Quarta fila do Teatro Guararapes. Primeira a querer saber sobre o show, segundo funcionário da bilheteria. Mal contive a alegria. Quarta fila. Gil estará lá, sem chance para o "ou não" costumeiro. Estará sim e eu também, se Deus quiser. Eu e minha turma. Geraldo Maia abrirá o espetáculo. Primo do meu amigo Domingos, também digno e ótimo de se escutar.

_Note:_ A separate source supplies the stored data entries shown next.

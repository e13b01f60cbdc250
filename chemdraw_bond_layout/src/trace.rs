// Copyright 2025 the Chemdraw Authors
// SPDX-License-Identifier: Apache-2.0 OR MIT

//! Explainability hooks for bond layout.
//!
//! Layout never fails: degenerate input falls back to simpler geometry. That
//! keeps drawing robust but makes it hard to tell *why* a bond looks the way
//! it does. [`LayoutBuilder::build_with_trace`](crate::LayoutBuilder::build_with_trace)
//! reports each decision to a [`LayoutTrace`] sink; [`TraceRecorder`] keeps
//! them in order for inspection or tests.
//!
//! Every hook has an empty default body, and `()` is a no-op sink, so
//! embedders only implement what they care about.

use alloc::vec::Vec;

use chemdraw_geom::Side;

use crate::LayoutKind;

/// Which end of a bond an event refers to.
#[derive(Copy, Clone, Debug, Eq, PartialEq, Hash)]
pub enum Terminal {
    /// The start atom (wedge apex).
    Start,
    /// The end atom (wedge wide end).
    End,
}

/// Why a double bond's extra line went where it did.
#[derive(Copy, Clone, Debug, Eq, PartialEq, Hash)]
pub enum SideReason {
    /// Explicit clockwise/anticlockwise placement.
    Placement,
    /// Side of the primary ring centroid.
    RingCentroid,
    /// Side of the secondary ring centroid.
    SecondaryRingCentroid,
}

/// A stereo joint that reshaped a bond outline.
#[derive(Copy, Clone, Debug, Eq, PartialEq, Hash)]
pub enum Joint {
    /// A wedge's wide end mitred against a thick bond.
    WedgeToThick,
    /// A wedge's wide end mitred against another wedge's wide end.
    WedgeToWedge,
    /// A thick bond end mitred against a wedge's wide end.
    ThickToWedge(Terminal),
    /// A wedge's wide end cut back along splayed single bonds.
    Chamfer {
        /// Number of neighbouring bonds used for the cut.
        neighbours: usize,
    },
}

/// A fallback to simpler geometry.
#[derive(Copy, Clone, Debug, Eq, PartialEq, Hash)]
pub enum Fallback {
    /// The bond has zero length or non-finite coordinates.
    DegenerateBond,
    /// Trimming against both hulls would invert the bond; drawn untrimmed.
    OverlappingHulls,
    /// No ring centroid lies off the bond axis; lines were centred instead.
    CollinearCentroid,
    /// The inner line of a double bond could not be shortened at one end.
    InnerLineUnclipped(Terminal),
    /// A mitre bisector did not cross the outline as expected.
    MitreFailed,
    /// A chamfer was eligible but no cut shrinks the wedge.
    ChamferRejected,
}

/// A callback sink for layout decisions.
pub trait LayoutTrace {
    /// Called once per bond with the chosen layout kind.
    fn dispatched(&mut self, kind: LayoutKind) {
        let _ = kind;
    }

    /// Called when a bond end was moved to the edge of an atom hull.
    fn trimmed(&mut self, terminal: Terminal) {
        let _ = terminal;
    }

    /// Called when a double bond's extra line is placed on one side.
    fn offset_side(&mut self, side: Side, reason: SideReason) {
        let _ = (side, reason);
    }

    /// Called when a stereo joint reshaped the outline.
    fn joined(&mut self, joint: Joint) {
        let _ = joint;
    }

    /// Called when layout fell back to simpler geometry.
    fn fallback(&mut self, fallback: Fallback) {
        let _ = fallback;
    }

    /// Called by [`Diagram`](crate::Diagram) when a bond's numeric order is
    /// not drawable and the bond is skipped.
    fn rejected_order(&mut self, bond: usize, value: f64) {
        let _ = (bond, value);
    }
}

impl LayoutTrace for () {}

/// One recorded [`LayoutTrace`] call.
#[derive(Copy, Clone, Debug, PartialEq)]
pub enum TraceEvent {
    /// See [`LayoutTrace::dispatched`].
    Dispatched(LayoutKind),
    /// See [`LayoutTrace::trimmed`].
    Trimmed(Terminal),
    /// See [`LayoutTrace::offset_side`].
    OffsetSide(Side, SideReason),
    /// See [`LayoutTrace::joined`].
    Joined(Joint),
    /// See [`LayoutTrace::fallback`].
    Fallback(Fallback),
    /// See [`LayoutTrace::rejected_order`].
    RejectedOrder {
        /// Index of the skipped bond.
        bond: usize,
        /// Its numeric order.
        value: f64,
    },
}

/// Records every layout decision in call order.
#[derive(Clone, Debug, Default)]
pub struct TraceRecorder {
    events: Vec<TraceEvent>,
}

impl TraceRecorder {
    /// Creates an empty recorder.
    #[must_use]
    pub fn new() -> Self {
        Self { events: Vec::new() }
    }

    /// Clears all recorded events.
    pub fn clear(&mut self) {
        self.events.clear();
    }

    /// All recorded events, oldest first.
    #[must_use]
    pub fn events(&self) -> &[TraceEvent] {
        &self.events
    }

    /// Recorded fallbacks, oldest first.
    pub fn fallbacks(&self) -> impl Iterator<Item = Fallback> + '_ {
        self.events.iter().filter_map(|e| match e {
            TraceEvent::Fallback(f) => Some(*f),
            _ => None,
        })
    }

    /// Recorded joints, oldest first.
    pub fn joints(&self) -> impl Iterator<Item = Joint> + '_ {
        self.events.iter().filter_map(|e| match e {
            TraceEvent::Joined(j) => Some(*j),
            _ => None,
        })
    }
}

impl LayoutTrace for TraceRecorder {
    fn dispatched(&mut self, kind: LayoutKind) {
        self.events.push(TraceEvent::Dispatched(kind));
    }

    fn trimmed(&mut self, terminal: Terminal) {
        self.events.push(TraceEvent::Trimmed(terminal));
    }

    fn offset_side(&mut self, side: Side, reason: SideReason) {
        self.events.push(TraceEvent::OffsetSide(side, reason));
    }

    fn joined(&mut self, joint: Joint) {
        self.events.push(TraceEvent::Joined(joint));
    }

    fn fallback(&mut self, fallback: Fallback) {
        self.events.push(TraceEvent::Fallback(fallback));
    }

    fn rejected_order(&mut self, bond: usize, value: f64) {
        self.events.push(TraceEvent::RejectedOrder { bond, value });
    }
}

#[cfg(test)]
mod tests {
    use super::*;

    #[test]
    fn recorder_keeps_order_and_filters() {
        let mut rec = TraceRecorder::new();
        rec.dispatched(LayoutKind::Wedge);
        rec.fallback(Fallback::ChamferRejected);
        rec.joined(Joint::WedgeToThick);
        rec.fallback(Fallback::MitreFailed);

        assert_eq!(rec.events().len(), 4);
        assert_eq!(rec.events()[0], TraceEvent::Dispatched(LayoutKind::Wedge));
        let fallbacks: Vec<_> = rec.fallbacks().collect();
        assert_eq!(
            fallbacks,
            [Fallback::ChamferRejected, Fallback::MitreFailed]
        );
        assert_eq!(rec.joints().count(), 1);

        rec.clear();
        assert!(rec.events().is_empty());
    }

    #[test]
    fn unit_sink_accepts_everything() {
        let sink = &mut ();
        sink.dispatched(LayoutKind::Plain);
        sink.rejected_order(3, 4.0);
    }
}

_ Magninha, Geraldo Maia abrirá o show! Vai ser perfeito.
_ Geraldo Maia?
_ Sim, ele é ótimo.
_ Sei quem é Geraldo. Ele estava dando uma palhinha na feijoada do Domingos, que te falei.
_ Não acredito!
_ Foi. Não se avexe não. Dia 13 você escutará os dois: Geraldo Maia e Gilberto Gil.

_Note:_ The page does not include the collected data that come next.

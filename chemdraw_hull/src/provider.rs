// Copyright 2025 the Chemdraw Authors
// SPDX-License-Identifier: Apache-2.0 OR MIT

//! Sources of atom hulls.

use alloc::vec::Vec;

use kurbo::Rect;

use crate::AtomHull;

/// Supplies the hull of an atom identified by `A`.
///
/// This is the boundary to whatever measures and places atom text. Hulls are
/// expected to be recomputed by the source whenever an atom's rendered label
/// changes; bond layout only ever reads them.
pub trait HullSource<A> {
    /// Returns the hull for `atom`, empty if nothing is drawn for it.
    fn hull(&self, atom: A) -> AtomHull;
}

impl<A, F> HullSource<A> for F
where
    F: Fn(A) -> AtomHull,
{
    fn hull(&self, atom: A) -> AtomHull {
        self(atom)
    }
}

/// Measured glyph boxes for one atom, in diagram coordinates.
///
/// Any box may be absent. An atom with no boxes at all is a bare vertex.
#[derive(Clone, Debug, Default, PartialEq)]
pub struct AtomGlyphs {
    /// Element symbol.
    pub label: Option<Rect>,
    /// Implicit hydrogen run, including its count subscript.
    pub hydrogens: Option<Rect>,
    /// Charge superscript.
    pub charge: Option<Rect>,
    /// Isotope superscript.
    pub isotope: Option<Rect>,
    /// Anything else drawn as part of the atom, such as electron dots.
    pub extra: Vec<Rect>,
}

impl AtomGlyphs {
    /// Whether no glyph boxes are present.
    #[must_use]
    pub fn is_bare(&self) -> bool {
        self.label.is_none()
            && self.hydrogens.is_none()
            && self.charge.is_none()
            && self.isotope.is_none()
            && self.extra.is_empty()
    }

    fn rects(&self) -> impl Iterator<Item = Rect> + '_ {
        [self.label, self.hydrogens, self.charge, self.isotope]
            .into_iter()
            .flatten()
            .chain(self.extra.iter().copied())
    }
}

/// Builds hulls from [`AtomGlyphs`] by inflating each box by `padding` and
/// taking the convex hull of all corners.
#[derive(Clone, Copy, Debug, PartialEq)]
pub struct GlyphHullProvider {
    padding: f64,
}

impl GlyphHullProvider {
    /// Creates a provider that pads every glyph box by `padding` on each side.
    ///
    /// Negative or non-finite padding is treated as zero.
    #[must_use]
    pub fn new(padding: f64) -> Self {
        let padding = if padding.is_finite() { padding.max(0.0) } else { 0.0 };
        Self { padding }
    }

    /// Returns the configured padding.
    #[must_use]
    pub fn padding(&self) -> f64 {
        self.padding
    }

    /// Computes the hull for one atom's glyphs.
    #[must_use]
    pub fn hull_for(&self, glyphs: &AtomGlyphs) -> AtomHull {
        if glyphs.is_bare() {
            return AtomHull::empty();
        }
        let pad = self.padding;
        AtomHull::from_rects(glyphs.rects().map(|r| r.inflate(pad, pad)))
    }
}

impl Default for GlyphHullProvider {
    fn default() -> Self {
        Self::new(0.0)
    }
}

impl<'a> HullSource<&'a AtomGlyphs> for GlyphHullProvider {
    fn hull(&self, atom: &'a AtomGlyphs) -> AtomHull {
        self.hull_for(atom)
    }
}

Depois do dockside, foi aberta a temporada para os pequenos sonhos. Desconfio que não somos apenas o que fazemos, mas também o que ouvimos, o que queremos ouvir. Foi a música, mais do que os livros, que me embalou desde pequena. Não aprendi um instrumento sequer, como já contei aqui, porém, desde pequena, ela vive sustentando todos os momentos. Saudade, medos, preconceitos, conceitos, Deus, festa, alegria, tristeza, raiva...sou capaz de cantarolar algo sobre cada coisa. Gil com sua Refazenda, despedindo-se de Drão, 'falando com Deus', 'matando a sede' num Domingo no Parque, são algumas das músicas, situações vividas. E, quando as coisas velhas teimavam em aprisionar, apesar do meu Lamento Sertanejo, a Novidade vinha me dizer o quanto valia a pena e eu voltava a Andar com Fé.

Ah, meus amigos, perdoem essa pieguice incontrolável. Sou mesmo uma criança com doce nas mãos ou uma apaixonada vendo o Luar. É só minha alegria. No dia 13 faremos uma Procissão para aquele desorganizado estacionamento do Centro de Convenções, com a velha ansiedade sobre o tempo que se escorre, porém, lembrarei do Tempo Rei e tudo ficará em Paz.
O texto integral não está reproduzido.